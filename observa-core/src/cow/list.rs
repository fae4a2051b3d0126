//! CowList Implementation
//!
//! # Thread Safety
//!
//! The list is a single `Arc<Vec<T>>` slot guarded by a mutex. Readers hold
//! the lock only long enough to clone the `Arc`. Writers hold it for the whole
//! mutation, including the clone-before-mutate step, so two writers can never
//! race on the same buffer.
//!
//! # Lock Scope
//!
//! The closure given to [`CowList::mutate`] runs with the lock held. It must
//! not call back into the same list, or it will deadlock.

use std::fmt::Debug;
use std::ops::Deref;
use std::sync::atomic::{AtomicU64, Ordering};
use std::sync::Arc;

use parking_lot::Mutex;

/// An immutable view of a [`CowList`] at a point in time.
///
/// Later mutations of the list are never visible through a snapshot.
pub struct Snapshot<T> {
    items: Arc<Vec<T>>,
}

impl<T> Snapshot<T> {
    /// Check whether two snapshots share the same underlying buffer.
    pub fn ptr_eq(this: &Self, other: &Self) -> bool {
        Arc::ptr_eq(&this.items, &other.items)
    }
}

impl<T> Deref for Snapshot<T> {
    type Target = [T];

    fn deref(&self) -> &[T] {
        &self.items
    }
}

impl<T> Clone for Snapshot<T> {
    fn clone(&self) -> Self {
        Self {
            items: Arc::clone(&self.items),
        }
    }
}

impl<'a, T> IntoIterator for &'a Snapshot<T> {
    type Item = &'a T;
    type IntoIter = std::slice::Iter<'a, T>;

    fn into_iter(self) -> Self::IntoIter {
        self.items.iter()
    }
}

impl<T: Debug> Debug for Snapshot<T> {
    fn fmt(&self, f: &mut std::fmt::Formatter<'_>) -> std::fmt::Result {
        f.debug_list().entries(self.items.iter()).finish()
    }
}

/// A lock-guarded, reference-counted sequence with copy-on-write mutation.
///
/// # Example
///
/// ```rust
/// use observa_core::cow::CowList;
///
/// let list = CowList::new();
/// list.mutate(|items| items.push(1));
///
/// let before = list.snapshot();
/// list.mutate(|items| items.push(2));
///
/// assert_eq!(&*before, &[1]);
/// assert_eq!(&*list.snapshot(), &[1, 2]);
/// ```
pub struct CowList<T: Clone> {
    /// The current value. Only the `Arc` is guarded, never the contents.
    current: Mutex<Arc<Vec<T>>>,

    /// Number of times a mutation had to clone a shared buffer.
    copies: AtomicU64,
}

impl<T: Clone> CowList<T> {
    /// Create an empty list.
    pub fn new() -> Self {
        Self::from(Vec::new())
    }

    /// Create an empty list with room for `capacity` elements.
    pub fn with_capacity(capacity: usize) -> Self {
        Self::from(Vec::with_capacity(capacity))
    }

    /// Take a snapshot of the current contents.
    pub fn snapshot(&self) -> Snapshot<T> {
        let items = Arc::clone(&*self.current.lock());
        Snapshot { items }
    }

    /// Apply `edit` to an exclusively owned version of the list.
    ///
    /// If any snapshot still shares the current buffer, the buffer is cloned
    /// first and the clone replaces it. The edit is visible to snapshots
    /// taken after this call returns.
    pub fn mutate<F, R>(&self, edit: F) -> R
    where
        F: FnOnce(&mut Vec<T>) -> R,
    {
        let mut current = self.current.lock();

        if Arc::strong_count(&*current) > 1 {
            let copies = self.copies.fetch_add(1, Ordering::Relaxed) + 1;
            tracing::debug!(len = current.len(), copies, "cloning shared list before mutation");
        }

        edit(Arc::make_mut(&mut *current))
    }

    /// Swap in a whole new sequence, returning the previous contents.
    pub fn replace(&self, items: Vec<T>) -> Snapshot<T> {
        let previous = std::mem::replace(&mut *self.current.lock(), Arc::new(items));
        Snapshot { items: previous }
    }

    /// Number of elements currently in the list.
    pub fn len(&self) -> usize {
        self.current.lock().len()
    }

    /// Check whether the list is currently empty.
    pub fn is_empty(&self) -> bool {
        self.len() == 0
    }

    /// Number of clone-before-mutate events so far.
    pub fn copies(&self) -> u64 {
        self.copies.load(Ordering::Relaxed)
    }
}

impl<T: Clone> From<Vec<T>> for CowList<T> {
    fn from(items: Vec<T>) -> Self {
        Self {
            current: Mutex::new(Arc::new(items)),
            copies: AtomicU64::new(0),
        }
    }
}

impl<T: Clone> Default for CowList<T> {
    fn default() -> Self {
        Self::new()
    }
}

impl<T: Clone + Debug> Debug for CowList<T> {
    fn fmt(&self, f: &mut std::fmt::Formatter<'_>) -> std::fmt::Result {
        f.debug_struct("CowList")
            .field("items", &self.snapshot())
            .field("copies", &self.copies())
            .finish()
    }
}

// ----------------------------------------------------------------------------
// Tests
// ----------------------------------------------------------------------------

■ WHAT IS REQUIRED
Copy each line in the entries above where "type" turns up.

■ ANSWER BELOW
    type Target = [T];
    type Item = &'a T;
    type IntoIter = std::slice::Iter<'a, T>;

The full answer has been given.